At the end of the medical degree, students will repeat the oath during the graduation ceremony linking them to the ancient promise not to divulge ‘that which ought not to be spoken of abroad’, which of all the specific pledges is the one that the Hippocratic tradition places at the end. Yet this very last undertaking – that they will own confidential practice – which in a sense is their final learning activity before leaving university, will have been one of the first steps in professional learning taken by those students at the beginning of their studies.

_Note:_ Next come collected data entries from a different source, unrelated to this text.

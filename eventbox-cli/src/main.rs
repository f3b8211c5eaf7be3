//! CLI for the eventbox event storage engine.
//!
//! Provides commands for inspecting and copying container files, printing
//! box controller settings, and filling a file-backed tree with synthetic
//! events.

use std::path::{Path, PathBuf};
use std::time::Instant;

use clap::{Parser, Subcommand, ValueEnum};
use eventbox::controller::{BoxController, BoxControllerSettings};
use eventbox::file_io::FileBoxIo;
use eventbox::io::BoxControllerIo;
use eventbox::tree::{BoxNode, Extent, MdEvent};
use rand::rngs::SmallRng;
use rand::{Rng, SeedableRng};
use tracing::info;
use tracing_subscriber::EnvFilter;

/// eventbox: out-of-core multidimensional event storage CLI.
#[derive(Parser)]
#[command(name = "eventbox", version, about)]
struct Cli {
    #[command(subcommand)]
    command: Commands,
}

/// Available CLI commands.
#[derive(Subcommand)]
enum Commands {
    /// Display a container's data type, size and free space.
    Info {
        /// Path to the container file.
        file: PathBuf,

        /// Output format.
        #[arg(long, default_value = "text")]
        format: InfoFormat,
    },

    /// Copy a container to a new path.
    Copy {
        /// Existing container.
        source: PathBuf,

        /// Destination path.
        destination: PathBuf,
    },

    /// Build a box controller from flags and print its settings.
    Controller {
        #[command(flatten)]
        policy: PolicyArgs,

        /// Output format.
        #[arg(long, default_value = "xml")]
        format: SettingsFormat,
    },

    /// Fill a file-backed tree with pseudo-random events.
    Simulate {
        /// Container file to write.
        output: PathBuf,

        #[command(flatten)]
        policy: PolicyArgs,

        /// Read the controller settings from a JSON file instead of flags.
        #[arg(long)]
        config: Option<PathBuf>,

        /// Number of events to add.
        #[arg(long, default_value = "100000")]
        events: u64,

        /// Blocks held in the write buffer.
        #[arg(long, default_value = "64")]
        buffer: usize,

        /// Store lean events (signal, error and coordinates only).
        #[arg(long)]
        lean: bool,

        /// Store coordinates in double precision.
        #[arg(long)]
        double: bool,

        /// Seed for the event generator.
        #[arg(long, default_value = "1")]
        seed: u64,
    },
}

/// Split policy flags shared by `controller` and `simulate`.
#[derive(clap::Args)]
struct PolicyArgs {
    /// Number of dimensions.
    #[arg(long, default_value = "3")]
    dims: usize,

    /// Fan-out applied to every dimension.
    #[arg(long, default_value = "2")]
    split_into: usize,

    /// Top-level fan-out override, as DIM=N. May be repeated.
    #[arg(long, value_parser = parse_override)]
    split_top: Vec<(usize, usize)>,

    /// Events a leaf may hold before it splits.
    #[arg(long, default_value = "1000")]
    threshold: u64,

    /// Maximum tree depth.
    #[arg(long, default_value = "5")]
    max_depth: usize,
}

/// Output format for `info`.
#[derive(Clone, ValueEnum)]
enum InfoFormat {
    /// Human-readable summary.
    Text,
    /// JSON object.
    Json,
}

/// Output format for controller settings.
#[derive(Clone, ValueEnum)]
enum SettingsFormat {
    /// The XML blob stored with datasets.
    Xml,
    /// JSON settings, usable with `simulate --config`.
    Json,
}

fn main() {
    tracing_subscriber::fmt()
        .with_env_filter(
            EnvFilter::try_from_default_env().unwrap_or_else(|_| EnvFilter::new("warn")),
        )
        .with_writer(std::io::stderr)
        .init();

    let cli = Cli::parse();

    let result = match cli.command {
        Commands::Info { file, format } => cmd_info(&file, &format),
        Commands::Copy {
            source,
            destination,
        } => cmd_copy(&source, &destination),
        Commands::Controller { policy, format } => cmd_controller(&policy, &format),
        Commands::Simulate {
            output,
            policy,
            config,
            events,
            buffer,
            lean,
            double,
            seed,
        } => cmd_simulate(&SimulateOptions {
            output,
            policy,
            config,
            events,
            buffer,
            lean,
            double,
            seed,
        }),
    };

    if let Err(e) = result {
        eprintln!("Error: {e}");
        std::process::exit(1);
    }
}

/// Implements `eventbox info <file>`.
fn cmd_info(file: &Path, format: &InfoFormat) -> Result<(), Box<dyn std::error::Error>> {
    let info = FileBoxIo::inspect(file)?;

    match format {
        InfoFormat::Json => println!("{}", serde_json::to_string_pretty(&info)?),
        InfoFormat::Text => {
            let layout = info.schema.layout(info.n_dims);
            let free: u64 = info.free_space.iter().map(|&(_, length)| length).sum();

            println!("Container: {}", file.display());
            println!();
            println!("  Dimensions: {}", info.n_dims);
            println!("  Event kind: {}", info.schema.kind());
            println!("  Data version: {}", info.schema.version());
            println!("  Precision: {} bytes", info.schema.coord_size().bytes());
            println!(
                "  Columns: {} in memory, {} on disk",
                layout.n_data_columns(),
                layout.data_event_count()
            );
            println!("  Events: {} (capacity {})", info.event_count, info.capacity);
            println!("  File size: {}", format_bytes(info.file_size));
            println!();
            println!(
                "Free space: {} extents, {free} events",
                info.free_space.len()
            );
            for (position, length) in &info.free_space {
                println!("  - {position}..{}", position + length);
            }
        }
    }

    Ok(())
}

/// Implements `eventbox copy <source> <destination>`.
fn cmd_copy(source: &Path, destination: &Path) -> Result<(), Box<dyn std::error::Error>> {
    let info = FileBoxIo::inspect(source)?;
    let mut io = FileBoxIo::new(info.n_dims);
    io.open_file(source, "r")?;
    io.copy_file_to(destination)?;
    io.close_file()?;

    println!(
        "Copied {} ({} events) to {}",
        source.display(),
        info.event_count,
        destination.display()
    );
    Ok(())
}

/// Implements `eventbox controller`.
fn cmd_controller(
    policy: &PolicyArgs,
    format: &SettingsFormat,
) -> Result<(), Box<dyn std::error::Error>> {
    let controller = build_controller(policy)?;
    match format {
        SettingsFormat::Xml => println!("{}", controller.to_xml_string()),
        SettingsFormat::Json => println!("{}", controller.to_json()?),
    }
    Ok(())
}

/// Everything `simulate` needs.
struct SimulateOptions {
    output: PathBuf,
    policy: PolicyArgs,
    config: Option<PathBuf>,
    events: u64,
    buffer: usize,
    lean: bool,
    double: bool,
    seed: u64,
}

/// Implements `eventbox simulate <output>`.
#[allow(clippy::cast_precision_loss)] // throughput stats are fine with f64 precision
fn cmd_simulate(options: &SimulateOptions) -> Result<(), Box<dyn std::error::Error>> {
    let mut controller = match &options.config {
        Some(path) => {
            let settings: BoxControllerSettings =
                serde_json::from_str(&std::fs::read_to_string(path)?)?;
            BoxController::from_settings(&settings)?
        }
        None => build_controller(&options.policy)?,
    };
    let n_dims = controller.n_dims();

    let mut io = FileBoxIo::new(n_dims);
    io.set_data_type(
        if options.double { 8 } else { 4 },
        if options.lean { "MDLeanEvent" } else { "MDEvent" },
    )?;
    controller.set_file_backed(Box::new(io), &options.output)?;
    if let Some(buffer) = controller.file_io_mut() {
        buffer.set_write_buffer_size(options.buffer)?;
    }
    info!(
        output = %options.output.display(),
        events = options.events,
        dims = n_dims,
        "starting simulation"
    );

    println!("eventbox tree simulation");
    println!("  Output: {}", options.output.display());
    println!("  Events: {}", options.events);
    println!("  Dimensions: {n_dims}");
    println!(
        "  Split into: {} (top level {})",
        controller.num_split(),
        controller.num_split_for_depth(0)
    );
    println!("  Threshold: {}", controller.split_threshold());
    println!("  Max depth: {}", controller.max_depth());
    println!();

    let start = Instant::now();
    let mut root = BoxNode::new_root(&mut controller, vec![Extent::new(0.0, 1.0); n_dims])?;
    let mut rng = SmallRng::seed_from_u64(options.seed);
    for i in 0..options.events {
        let center = random_center(&mut rng, n_dims);
        #[allow(clippy::cast_possible_truncation)]
        let event = MdEvent::new(
            1.0,
            1.0,
            (i % 16) as u16,
            0,
            (i % u64::from(u32::MAX)) as u32,
            center,
        );
        root.add_event(event, &mut controller)?;
    }
    root.evict(&mut controller)?;
    let elapsed = start.elapsed();

    let stats = controller.file_io().map(|buffer| buffer.stats());
    controller.clear_file_backed()?;

    println!("Results:");
    println!("  Elapsed: {elapsed:.3?}");
    println!(
        "  Throughput: {:.0} events/sec",
        options.events as f64 / elapsed.as_secs_f64()
    );
    println!("  Average depth: {:.3}", controller.average_depth());
    println!("  Box ids used: {}", controller.max_id());
    println!();
    println!("Leaves by depth:");
    for (depth, (leaves, grids)) in controller
        .num_md_boxes()
        .iter()
        .zip(controller.num_md_grid_boxes())
        .enumerate()
    {
        println!("  {depth}: {leaves} leaves, {grids} grid boxes");
    }
    if let Some(stats) = stats {
        println!();
        println!("Disk buffer:");
        println!("  Hits: {}", stats.hits);
        println!("  Misses: {}", stats.misses);
        println!("  Blocks written: {}", stats.flushed_blocks);
    }

    let info = FileBoxIo::inspect(&options.output)?;
    println!();
    println!(
        "Container: {} events, {}",
        info.event_count,
        format_bytes(info.file_size)
    );

    Ok(())
}

/// Builds a controller from command-line policy flags.
fn build_controller(policy: &PolicyArgs) -> eventbox::Result<BoxController> {
    let mut controller = BoxController::new(policy.dims)?;
    controller.set_split_into(policy.split_into)?;
    for &(dim, n) in &policy.split_top {
        controller.set_split_top_into(dim, n)?;
    }
    controller.set_split_threshold(policy.threshold);
    controller.set_max_depth(policy.max_depth)?;
    Ok(controller)
}

/// Parses a `DIM=N` override.
fn parse_override(s: &str) -> Result<(usize, usize), String> {
    let (dim, n) = s
        .split_once('=')
        .ok_or_else(|| format!("expected DIM=N, got '{s}'"))?;
    let dim = dim
        .trim()
        .parse()
        .map_err(|e| format!("bad dimension '{dim}': {e}"))?;
    let n = n
        .trim()
        .parse()
        .map_err(|e| format!("bad fan-out '{n}': {e}"))?;
    Ok((dim, n))
}

/// Uniform point in the unit cube.
fn random_center(rng: &mut SmallRng, n_dims: usize) -> Vec<f64> {
    (0..n_dims).map(|_| rng.r#gen::<f64>()).collect()
}

/// Formats a byte count as a human-readable string.
#[allow(clippy::cast_precision_loss)] // Display only
fn format_bytes(bytes: u64) -> String {
    if bytes >= 1_048_576 {
        format!("{:.1} MB", bytes as f64 / 1_048_576.0)
    } else if bytes >= 1024 {
        format!("{:.1} KB", bytes as f64 / 1024.0)
    } else {
        format!("{bytes} B")
    }
}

To echo Robert Schumann, there is of course no end to professional learning, those incremental shifts that constitute a training – the figure being a horti-cultural one, an organic drawing along and fostering of growth in a specified direction. Training is not a passive activity of ‘being formed’, but an interplay of following and intending, of learners taking the opportunities available to develop themselves professionally, which starts with the self-formation of medical students and the personal information of patients.